此外,虽然在功能性模块的背景下描述了本发明并且采用方块图的形式举例说明,但应当理解的是,除非另有相反说明,所述的功能和/或特征中的一个或多个可以被集成在单个物理装置和/或软件模块中,或者一个或多个功能和/或特征可以在单独的物理装置或软件模块中被实现。还可以理解的是,有关每个模块的实际实现的详细讨论对于理解本发明是不必要的。更确切地说,考虑到在本文中公开的装置中各种功能模块的属性、功能和内部关系的情况下,在工程师的常规技术内将会了解该模块的实际实现。因此,本领域技术人员运用普通技术就能够在无需过度试验的情况下实现在权利要求书中所阐明的本发明。还可以理解的是,所公开的特定概念仅仅是说明性的,并不意在限制本发明的范围,本发明的范围由所附权利要求书及其等同方案的全部范围来决定。
本发明实施例还提供了一种存储介质,存储有处理器可执行的指令,处理器执行所述处理器可执行的指令时执行所述文本相似度分析方法。
同样可见,上述方法实施例中的内容均适用于本存储介质实施例中,实现的功能和有益效果与方法实施例相同。
所述功能如果以软件功能单元的形式实现并作为独立的产品销售或使用时,可以存储在一个计算机可读取存储介质中。基于这样的理解,本发明的技术方案本质上或者说对现有技术做出贡献的部分或者该技术方案的部分可以以软件产品的形式体现出来,该计算机软件产品存储在一个存储介质中,包括若干指令用以使得一台计算机设备(可以是个人计算机,服务器,或者网络设备等)执行本发明各个实施例所述方法的全部或部分步骤。而前述的存储介质包括:U盘、移动硬盘、只读存储器(ROM,Read-Only Memory)、随机存取存储器(RAM,Random Access Memory)、磁碟或者光盘等各种可以存储程序代码的介质。
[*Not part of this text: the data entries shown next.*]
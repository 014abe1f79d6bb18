use crate::proxy::shadowsocks::ShadowsocksError;
use std::fmt;
use std::str::FromStr;

#[derive(Clone, Copy, Debug, PartialEq, Eq, Hash)]
pub enum CipherKind {
    None,
    Aes128Cfb,
    Aes192Cfb,
    Aes256Cfb,
    ChaCha20,
    ChaCha20Ietf,
    Salsa20,
    Rc4Md5,
    Aes128Gcm,
    Aes192Gcm,
    Aes256Gcm,
    ChaCha20Poly1305,
}

impl CipherKind {
    pub fn key_len(&self) -> usize {
        match self {
            CipherKind::None => 0,
            CipherKind::Aes128Cfb | CipherKind::Rc4Md5 | CipherKind::Aes128Gcm => 16,
            CipherKind::Aes192Cfb | CipherKind::Aes192Gcm => 24,
            CipherKind::Aes256Cfb
            | CipherKind::ChaCha20
            | CipherKind::ChaCha20Ietf
            | CipherKind::Salsa20
            | CipherKind::Aes256Gcm
            | CipherKind::ChaCha20Poly1305 => 32,
        }
    }

    /// IV length for stream ciphers, salt length for AEAD ciphers.
    pub fn iv_or_salt_len(&self) -> usize {
        match self {
            CipherKind::None => 0,
            CipherKind::ChaCha20 | CipherKind::Salsa20 => 8,
            CipherKind::ChaCha20Ietf => 12,
            CipherKind::Aes128Cfb
            | CipherKind::Aes192Cfb
            | CipherKind::Aes256Cfb
            | CipherKind::Rc4Md5 => 16,
            CipherKind::Aes128Gcm
            | CipherKind::Aes192Gcm
            | CipherKind::Aes256Gcm
            | CipherKind::ChaCha20Poly1305 => self.key_len(),
        }
    }

    #[inline]
    pub fn is_aead(&self) -> bool {
        matches!(
            self,
            CipherKind::Aes128Gcm
                | CipherKind::Aes192Gcm
                | CipherKind::Aes256Gcm
                | CipherKind::ChaCha20Poly1305
        )
    }

    pub fn as_str(&self) -> &'static str {
        match self {
            CipherKind::None => "none",
            CipherKind::Aes128Cfb => "aes-128-cfb",
            CipherKind::Aes192Cfb => "aes-192-cfb",
            CipherKind::Aes256Cfb => "aes-256-cfb",
            CipherKind::ChaCha20 => "chacha20",
            CipherKind::ChaCha20Ietf => "chacha20-ietf",
            CipherKind::Salsa20 => "salsa20",
            CipherKind::Rc4Md5 => "rc4-md5",
            CipherKind::Aes128Gcm => "aes-128-gcm",
            CipherKind::Aes192Gcm => "aes-192-gcm",
            CipherKind::Aes256Gcm => "aes-256-gcm",
            CipherKind::ChaCha20Poly1305 => "chacha20-ietf-poly1305",
        }
    }
}

impl FromStr for CipherKind {
    type Err = ShadowsocksError;

    fn from_str(method: &str) -> Result<Self, Self::Err> {
        let kind = match method.to_ascii_lowercase().as_str() {
            "none" | "plain" => CipherKind::None,
            "aes-128-cfb" => CipherKind::Aes128Cfb,
            "aes-192-cfb" => CipherKind::Aes192Cfb,
            "aes-256-cfb" => CipherKind::Aes256Cfb,
            "chacha20" => CipherKind::ChaCha20,
            "chacha20-ietf" => CipherKind::ChaCha20Ietf,
            "salsa20" => CipherKind::Salsa20,
            "rc4-md5" => CipherKind::Rc4Md5,
            "aes-128-gcm" => CipherKind::Aes128Gcm,
            "aes-192-gcm" => CipherKind::Aes192Gcm,
            "aes-256-gcm" => CipherKind::Aes256Gcm,
            "chacha20-ietf-poly1305" | "chacha20-poly1305" => CipherKind::ChaCha20Poly1305,
            _ => return Err(ShadowsocksError::UnsupportedMethod(method.to_owned())),
        };
        Ok(kind)
    }
}

impl fmt::Display for CipherKind {
    fn fmt(&self, f: &mut fmt::Formatter<'_>) -> fmt::Result {
        f.write_str(self.as_str())
    }
}

/// How the encrypted stream is framed on the wire.
#[derive(Clone, Copy, Debug, PartialEq, Eq, Hash)]
pub enum StreamObfuscater {
    /// Plain shadowsocks framing.
    Origin,
    /// One-time auth: every chunk carries an HMAC-SHA1 tag.
    OnetimeAuth,
}

impl StreamObfuscater {
    pub fn from_ota(ota: bool) -> Self {
        if ota {
            StreamObfuscater::OnetimeAuth
        } else {
            StreamObfuscater::Origin
        }
    }
}

impl Default for StreamObfuscater {
    fn default() -> Self {
        StreamObfuscater::Origin
    }
}
use std::fmt::{self, Formatter};
use std::net::{IpAddr, SocketAddr};
use std::str::FromStr;

/// Where an adapter dials its upstream server.
#[derive(Clone, Debug, PartialEq, Eq, Hash)]
pub enum Address {
    /// Socket address (IP Address)
    SocketAddress(SocketAddr),
    /// Domain name address and port
    DomainNameAddress(String, u16),
}

impl Address {
    /// Builds an address from a configured host and port. Hosts that parse as an
    /// IP literal become socket addresses, anything else is kept as a domain.
    pub fn from_host_port(host: &str, port: u16) -> Address {
        let trimmed = host.trim_start_matches('[').trim_end_matches(']');
        match IpAddr::from_str(trimmed) {
            Ok(ip) => Address::SocketAddress(SocketAddr::new(ip, port)),
            Err(_) => Address::DomainNameAddress(host.to_owned(), port),
        }
    }

    #[inline]
    pub fn port(&self) -> u16 {
        match self {
            Address::SocketAddress(addr) => addr.port(),
            Address::DomainNameAddress(_, port) => *port,
        }
    }
}

impl fmt::Display for Address {
    fn fmt(&self, f: &mut Formatter) -> fmt::Result {
        match *self {
            Address::SocketAddress(ref addr) => write!(f, "{}", addr),
            Address::DomainNameAddress(ref addr, ref port) => write!(f, "{}:{}", addr, port),
        }
    }
}
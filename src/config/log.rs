use ::log::LevelFilter;
use serde::Deserialize;

/// The level of the log.
#[derive(Deserialize, Debug, Clone, Copy, PartialEq, Eq)]
pub enum LogLevel {
    /// `"trace"` : Everything, including per-field validation detail.
    #[serde(rename = "trace")]
    Trace,
    /// `"debug"` : Information that only developers can understand.
    /// It contains all the `"info"` content.
    #[serde(rename = "debug")]
    Debug,
    /// `"info"` : The state of the program at runtime, does not affect
    /// normal use. It contains all the `"warning"` content.
    #[serde(rename = "info")]
    Info,
    /// `"warning"` : Problems that do not stop the program, such as an
    /// adapter id being defined twice.
    #[serde(rename = "warning", alias = "warn")]
    Warning,
    /// `"error"` : The program cannot run normally.
    #[serde(rename = "error")]
    Error,
    /// `"none"` : Do not record anything.
    #[serde(rename = "none")]
    None,
}

impl Default for LogLevel {
    fn default() -> Self {
        LogLevel::Info
    }
}

impl LogLevel {
    pub fn to_level_filter(self) -> LevelFilter {
        match self {
            LogLevel::Trace => LevelFilter::Trace,
            LogLevel::Debug => LevelFilter::Debug,
            LogLevel::Info => LevelFilter::Info,
            LogLevel::Warning => LevelFilter::Warn,
            LogLevel::Error => LevelFilter::Error,
            LogLevel::None => LevelFilter::Off,
        }
    }
}

/// The `log` section of the configuration file.
///
/// ```yaml
/// log:
///   level: debug
/// ```
#[derive(Deserialize, Debug, Default, Clone)]
#[serde(default)]
pub struct Log {
    /// The level of the log. The default value is `"info"`.
    pub level: LogLevel,
}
在流程图中表示或在此以其他方式描述的逻辑和/或步骤,例如,可以被认为是用于实现逻辑功能的可执行指令的定序列表,可以具体实现在任何计算机可读介质中,以供指令执行系统、装置或设备(如基于计算机的系统、包括处理器的系统或其他可以从指令执行系统、装置或设备取指令并执行指令的系统)使用,或结合这些指令执行系统、装置或设备而使用。就本说明书而言,“计算机可读介质”可以是任何可以包含、存储、通信、传播或传输程序以供指令执行系统、装置或设备或结合这些指令执行系统、装置或设备而使用的装置。
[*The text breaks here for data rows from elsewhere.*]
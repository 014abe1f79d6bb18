use crate::proxy::{Address, ProtocolType};
use thiserror::Error;

pub mod cipher;

pub use cipher::{CipherKind, StreamObfuscater};

#[derive(Debug, Error, PartialEq, Eq)]
pub enum ShadowsocksError {
    #[error("Unsupported encryption method {0}.")]
    UnsupportedMethod(String),
    #[error("One-time auth is not available for the AEAD method {0}.")]
    OtaWithAead(CipherKind),
}

/// Master key from password: OpenSSL's EVP_BytesToKey with MD5, no salt.
pub(crate) fn openssl_bytes_to_key(password: &[u8], key: &mut [u8]) {
    use md5::{Digest, Md5};

    let key_len = key.len();
    let mut last_digest: Option<[u8; 16]> = None;
    let mut offset = 0usize;
    while offset < key_len {
        let mut m = Md5::new();
        if let Some(digest) = last_digest {
            m.update(digest);
        }
        m.update(password);
        let digest: [u8; 16] = m.finalize().into();

        let amt = std::cmp::min(key_len - offset, digest.len());
        key[offset..offset + amt].copy_from_slice(&digest[..amt]);

        offset += amt;
        last_digest = Some(digest);
    }
}

#[derive(Clone, Debug, PartialEq, Eq)]
pub struct ShadowsocksAdapterFactory {
    host: String,
    port: u16,
    method: CipherKind,
    key: Vec<u8>,
    obfuscater: StreamObfuscater,
}

impl ShadowsocksAdapterFactory {
    /// Rejects unknown methods and one-time auth on AEAD methods.
    pub fn new_from_config(
        host: String,
        port: u16,
        method: &str,
        password: &str,
        obfuscater: StreamObfuscater,
    ) -> Result<ShadowsocksAdapterFactory, ShadowsocksError> {
        let method: CipherKind = method.parse()?;
        if obfuscater == StreamObfuscater::OnetimeAuth && method.is_aead() {
            return Err(ShadowsocksError::OtaWithAead(method));
        }
        let mut key = vec![0u8; method.key_len()];
        openssl_bytes_to_key(password.as_bytes(), &mut key);
        Ok(ShadowsocksAdapterFactory {
            host,
            port,
            method,
            key,
            obfuscater,
        })
    }

    pub fn host(&self) -> &str {
        self.host.as_str()
    }

    pub fn port(&self) -> u16 {
        self.port
    }

    pub fn address(&self) -> Address {
        Address::from_host_port(&self.host, self.port)
    }

    pub fn method(&self) -> CipherKind {
        self.method
    }

    pub fn key(&self) -> &[u8] {
        &self.key
    }

    pub fn stream_obfuscater(&self) -> StreamObfuscater {
        self.obfuscater
    }

    pub fn protocol_type(&self) -> ProtocolType {
        ProtocolType::Shadowsocks
    }
}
计算机可读介质的更具体的示例(非穷尽性列表)包括以下:具有一个或多个布线的电连接部(电子装置),便携式计算机盘盒(磁装置),随机存取存储器(RAM),只读存储器(ROM),可擦除可编辑只读存储器(EPROM或闪速存储器),光纤装置,以及便携式光盘只读存储器(CDROM)。另外,计算机可读介质甚至可以是可在其上打印所述程序的纸或其他合适的介质,因为可以例如通过对纸或其他介质进行光学扫描,接着进行编辑、解译或必要时以其他合适方式进行处理来以电子方式获得所述程序,然后将其存储在计算机存储器中。
在本说明书的描述中,参考术语“一个实施例”、“本实施例”、“示例”、“具体示例”、或“一些示例”等的描述意指结合该实施例或示例描述的具体特征、结构、材料或者特点包含于本发明的至少一个实施例或示例中。在本说明书中,对上述术语的示意性表述不一定指的是相同的实施例或示例。而且,描述的具体特征、结构、材料或者特点可以在任何的一个或多个实施例或示例中以合适的方式结合。
以上是对本发明的较佳实施进行了具体说明,但本发明并不限于所述实施例,熟悉本领域的技术人员在不违背本发明精神的前提下还可做作出种种的等同变形或替换,这些等同的变形或替换均包含在本申请权利要求所限定的范围内。